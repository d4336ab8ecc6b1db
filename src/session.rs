use std::future::{ready, Ready};

use actix_web::{FromRequest, HttpRequest};

use crate::errors::AppError;

pub const SESSION_HEADER: &str = "x-session-id";
pub const DEFAULT_SESSION: &str = "anonymous";
const MAX_SESSION_ID_LEN: usize = 128;

/// History scope for the request, taken from the `X-Session-Id` header.
#[derive(Debug, Clone, PartialEq, Eq)]
pub struct SessionId(pub String);

impl SessionId {
    pub fn parse(header: Option<&str>) -> Result<Self, AppError> {
        let value = header.map(str::trim).unwrap_or_default();
        if value.is_empty() {
            return Ok(SessionId(DEFAULT_SESSION.to_string()));
        }
        if value.len() > MAX_SESSION_ID_LEN {
            return Err(AppError::ValidationError(format!(
                "session id must be at most {} characters",
                MAX_SESSION_ID_LEN
            )));
        }
        Ok(SessionId(value.to_string()))
    }

    pub fn as_str(&self) -> &str {
        &self.0
    }
}

impl FromRequest for SessionId {
    type Error = AppError;
    type Future = Ready<Result<Self, Self::Error>>;

    fn from_request(req: &HttpRequest, _payload: &mut actix_web::dev::Payload) -> Self::Future {
        let header = req
            .headers()
            .get(SESSION_HEADER)
            .and_then(|h| h.to_str().ok());

        ready(SessionId::parse(header))
    }
}

#[cfg(test)]
mod tests {
    use super::*;

    #[test]
    fn missing_or_blank_header_uses_default_session() {
        assert_eq!(SessionId::parse(None).unwrap().as_str(), DEFAULT_SESSION);
        assert_eq!(SessionId::parse(Some("  ")).unwrap().as_str(), DEFAULT_SESSION);
    }

    #[test]
    fn header_value_is_trimmed() {
        assert_eq!(SessionId::parse(Some(" tab-42 ")).unwrap().as_str(), "tab-42");
    }

    #[test]
    fn overlong_session_id_is_rejected() {
        let long = "x".repeat(MAX_SESSION_ID_LEN + 1);
        assert!(matches!(
            SessionId::parse(Some(&long)),
            Err(AppError::ValidationError(_))
        ));
    }
}
use async_graphql::{Enum, SimpleObject};
use serde::Serialize;

use crate::models::domain::QuestionRecord;

#[derive(Clone, Copy, Debug, PartialEq, Eq, Serialize, Enum)]
pub enum QuestionKind {
    MultipleChoice,
    OpenEnded,
}

#[derive(Clone, Debug, PartialEq, Eq, Serialize, SimpleObject)]
pub struct RenderedOption {
    pub letter: String,
    pub text: String,
    pub correct: bool,
}

/// Display view of one record: numbered, options lettered A, B, C...
#[derive(Clone, Debug, PartialEq, Eq, Serialize, SimpleObject)]
pub struct RenderedQuestion {
    pub number: u32,
    pub kind: QuestionKind,
    pub question: String,
    pub options: Vec<RenderedOption>,
    pub answer: String,
    pub answer_letter: Option<String>,
    pub explanation: Option<String>,
}

pub fn render_batch(records: &[QuestionRecord]) -> Vec<RenderedQuestion> {
    records
        .iter()
        .enumerate()
        .map(|(i, record)| render_question(record, i + 1))
        .collect()
}

pub fn render_question(record: &QuestionRecord, number: usize) -> RenderedQuestion {
    let answer_position = record.answer_position();

    let options = record
        .options()
        .iter()
        .enumerate()
        .map(|(i, text)| RenderedOption {
            letter: option_letter(i),
            text: text.clone(),
            correct: answer_position == Some(i),
        })
        .collect();

    RenderedQuestion {
        number: u32::try_from(number).unwrap_or(u32::MAX),
        kind: if record.is_multiple_choice() {
            QuestionKind::MultipleChoice
        } else {
            QuestionKind::OpenEnded
        },
        question: record.question().to_string(),
        options,
        answer: record.answer().to_string(),
        answer_letter: answer_position.map(option_letter),
        explanation: record.explanation().map(str::to_string),
    }
}

/// Spreadsheet-style letters for a zero-based position: A..Z, AA, AB...
pub fn option_letter(position: usize) -> String {
    let mut n = position + 1;
    let mut letters = Vec::new();
    while n > 0 {
        let rem = (n - 1) % 26;
        letters.push(char::from(b'A' + rem as u8));
        n = (n - 1) / 26;
    }
    letters.iter().rev().collect()
}
//! Document-level types and the query surface.

use super::Media;
use crate::error::{Error, Result};
use serde::{Deserialize, Serialize};
use std::collections::HashMap;

/// Metadata from the `<docdata>` block.
///
/// Keys are stored lower-cased and looked up case-insensitively; unknown
/// keys simply accumulate. `date.*` values are the ISO-8601 strings from the
/// feed, not parsed timestamps.
#[derive(Debug, Clone, Default, Serialize, Deserialize, PartialEq)]
pub struct DocData {
    #[serde(flatten)]
    entries: HashMap<String, String>,

    /// Keyword list from `<keyword>` elements, in document order. Present
    /// (possibly empty) for every document.
    #[serde(rename = "key-list")]
    key_list: Vec<String>,
}

impl DocData {
    /// Look up a value by key, case-insensitively.
    pub fn get(&self, key: &str) -> Option<&str> {
        self.entries
            .get(&key.to_ascii_lowercase())
            .map(String::as_str)
    }

    /// The full key/value view, keys lower-cased.
    pub fn entries(&self) -> &HashMap<String, String> {
        &self.entries
    }

    /// Keywords in document order.
    pub fn key_list(&self) -> &[String] {
        &self.key_list
    }

    pub(crate) fn insert(&mut self, key: &str, value: String) {
        self.entries.insert(key.to_ascii_lowercase(), value);
    }

    pub(crate) fn push_keyword(&mut self, keyword: String) {
        self.key_list.push(keyword);
    }
}

/// Metadata from the `<pubdata>` element's attributes.
///
/// Populated atomically from one element's attribute set; keys are stored
/// lower-cased and looked up case-insensitively.
#[derive(Debug, Clone, Default, Serialize, Deserialize, PartialEq)]
pub struct PubData {
    #[serde(flatten)]
    entries: HashMap<String, String>,
}

impl PubData {
    /// Look up a value by attribute name, case-insensitively.
    pub fn get(&self, key: &str) -> Option<&str> {
        self.entries
            .get(&key.to_ascii_lowercase())
            .map(String::as_str)
    }

    /// The full key/value view, keys lower-cased.
    pub fn entries(&self) -> &HashMap<String, String> {
        &self.entries
    }

    /// Whether a `<pubdata>` element was seen at all.
    pub fn is_empty(&self) -> bool {
        self.entries.is_empty()
    }

    pub(crate) fn replace(&mut self, entries: HashMap<String, String>) {
        self.entries = entries;
    }
}

/// One `<revision-history>` record: the element's attribute set with keys
/// lower-cased. Common keys are `comment`, `function`, `name`, and `norm`;
/// any subset may be absent.
pub type Revision = HashMap<String, String>;

/// Main headline plus sub-headlines, in document order.
#[derive(Debug, Clone, Default, Serialize, Deserialize, PartialEq)]
pub(crate) struct Headlines {
    pub(crate) hl1: Option<String>,
    pub(crate) hl2: Vec<String>,
}

/// Byline author and title, accumulated from character data.
#[derive(Debug, Clone, Default, Serialize, Deserialize, PartialEq)]
pub struct Byline {
    pub(crate) author: String,
    pub(crate) title: String,
}

/// Which byline field to read.
#[derive(Debug, Clone, Copy, PartialEq, Eq, Default)]
pub enum BylineField {
    /// The author's name.
    #[default]
    Author,
    /// The author's title, e.g. "Staff Writer".
    Title,
}

/// A parsed NITF document.
///
/// Created empty at parse start, mutated only by the parser, and read-only
/// thereafter. Querying a partially built document mid-parse is unsupported;
/// all accessors are meant to be called after parsing completes.
#[derive(Debug, Clone, Default, Serialize, Deserialize, PartialEq)]
pub struct NitfDocument {
    #[serde(rename = "docdata")]
    pub(crate) doc_data: DocData,

    #[serde(rename = "pubdata")]
    pub(crate) pub_data: PubData,

    pub(crate) revisions: Vec<Revision>,

    pub(crate) headlines: Headlines,

    pub(crate) byline: Byline,

    pub(crate) location: String,

    pub(crate) distributor: String,

    /// Paragraphs in document order, except a paragraph flagged as lede,
    /// which always sits at position 0.
    pub(crate) content: Vec<String>,

    pub(crate) media: Vec<Media>,

    pub(crate) tagline: String,

    pub(crate) bibliography: String,
}

impl NitfDocument {
    /// Create a new empty document.
    pub fn new() -> Self {
        Self::default()
    }

    /// Metadata from the `<docdata>` block.
    pub fn doc_data(&self) -> &DocData {
        &self.doc_data
    }

    /// Metadata from the `<pubdata>` element.
    pub fn pub_data(&self) -> &PubData {
        &self.pub_data
    }

    /// Revision records in document order.
    pub fn revision_history(&self) -> &[Revision] {
        &self.revisions
    }

    /// The headline at the given level.
    ///
    /// Level 1 is the main headline; level `n >= 2` is the `(n - 1)`-th
    /// sub-headline in document order. A level with no headline is an
    /// error, not a default.
    pub fn headline(&self, level: usize) -> Result<&str> {
        match level {
            1 => self
                .headlines
                .hl1
                .as_deref()
                .ok_or(Error::HeadlineOutOfRange(1)),
            n if n >= 2 => self
                .headlines
                .hl2
                .get(n - 2)
                .map(String::as_str)
                .ok_or(Error::HeadlineOutOfRange(n)),
            _ => Err(Error::HeadlineOutOfRange(level)),
        }
    }

    /// All sub-headlines in document order.
    pub fn subheadlines(&self) -> &[String] {
        &self.headlines.hl2
    }

    /// Byline author or title, `None` when never populated.
    pub fn byline(&self, field: BylineField) -> Option<&str> {
        match field {
            BylineField::Author => non_empty(&self.byline.author),
            BylineField::Title => non_empty(&self.byline.title),
        }
    }

    /// Media records in document order.
    pub fn media(&self) -> &[Media] {
        &self.media
    }

    /// Collect one named field across all media records, skipping records
    /// where the field is absent.
    pub fn media_values(&self, field: &str) -> Vec<&str> {
        self.media.iter().filter_map(|m| m.get(field)).collect()
    }

    /// The lede (opening) paragraph, `None` for an empty document.
    pub fn lede(&self) -> Option<&str> {
        self.content.first().map(String::as_str)
    }

    /// All paragraphs, lede first.
    pub fn content(&self) -> &[String] {
        &self.content
    }

    /// The dateline location, `None` when never populated.
    pub fn location(&self) -> Option<&str> {
        non_empty(&self.location)
    }

    /// The information distributor, `None` when never populated.
    pub fn distributor(&self) -> Option<&str> {
        non_empty(&self.distributor)
    }

    /// The closing tagline, `None` when never populated.
    pub fn tagline(&self) -> Option<&str> {
        non_empty(&self.tagline)
    }

    /// Free-form bibliographic data, `None` when never populated.
    pub fn bibliography(&self) -> Option<&str> {
        non_empty(&self.bibliography)
    }
}

fn non_empty(s: &str) -> Option<&str> {
    if s.is_empty() {
        None
    } else {
        Some(s)
    }
}

#[cfg(test)]
mod tests {
    use super::*;

    #[test]
    fn test_doc_data_case_insensitive() {
        let mut doc_data = DocData::default();
        doc_data.insert("DOC-ID", "abc123".to_string());

        assert_eq!(doc_data.get("doc-id"), Some("abc123"));
        assert_eq!(doc_data.get("DOC-ID"), Some("abc123"));
        assert_eq!(doc_data.get("missing"), None);
    }

    #[test]
    fn test_key_list_order() {
        let mut doc_data = DocData::default();
        doc_data.push_keyword("storm".to_string());
        doc_data.push_keyword("coast".to_string());

        assert_eq!(doc_data.key_list(), ["storm", "coast"]);
    }

    #[test]
    fn test_headline_levels() {
        let mut doc = NitfDocument::new();
        doc.headlines.hl1 = Some("Main".to_string());
        doc.headlines.hl2 = vec!["Sub one".to_string(), "Sub two".to_string()];

        assert_eq!(doc.headline(1).unwrap(), "Main");
        assert_eq!(doc.headline(2).unwrap(), "Sub one");
        assert_eq!(doc.headline(3).unwrap(), "Sub two");
        assert!(matches!(doc.headline(4), Err(Error::HeadlineOutOfRange(4))));
        assert!(matches!(doc.headline(0), Err(Error::HeadlineOutOfRange(0))));
    }

    #[test]
    fn test_headline_unset_is_error() {
        let doc = NitfDocument::new();
        assert!(matches!(doc.headline(1), Err(Error::HeadlineOutOfRange(1))));
    }

    #[test]
    fn test_byline_fields() {
        let mut doc = NitfDocument::new();
        doc.byline.author.push_str("Jane Doe");

        assert_eq!(doc.byline(BylineField::Author), Some("Jane Doe"));
        assert_eq!(doc.byline(BylineField::Title), None);
        assert_eq!(doc.byline(BylineField::default()), Some("Jane Doe"));
    }

    #[test]
    fn test_lede_matches_first_paragraph() {
        let mut doc = NitfDocument::new();
        assert_eq!(doc.lede(), None);

        doc.content.push("First.".to_string());
        doc.content.push("Second.".to_string());
        assert_eq!(doc.lede(), Some(doc.content()[0].as_str()));
    }

    #[test]
    fn test_media_values_filters_absent_fields() {
        let mut doc = NitfDocument::new();

        let mut with_source = Media::new("image");
        with_source.source = Some("http://x/a.jpg".to_string());
        doc.media.push(with_source);
        doc.media.push(Media::default());

        assert_eq!(doc.media_values("source"), ["http://x/a.jpg"]);
        assert_eq!(doc.media_values("type"), ["image", "other"]);
    }
}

☆ ☆ ☆ ☆ ☆

What needs to be done => Please make an exact copy of the lines above from the line with "sub-headlines, in document order." through the line with "pub struct Byline", both ends included.

Reply to the exercise =>
/// Main headline plus sub-headlines, in document order.
#[derive(Debug, Clone, Default, Serialize, Deserialize, PartialEq)]
pub(crate) struct Headlines {
    pub(crate) hl1: Option<String>,
    pub(crate) hl2: Vec<String>,
}

/// Byline author and title, accumulated from character data.
#[derive(Debug, Clone, Default, Serialize, Deserialize, PartialEq)]
pub struct Byline {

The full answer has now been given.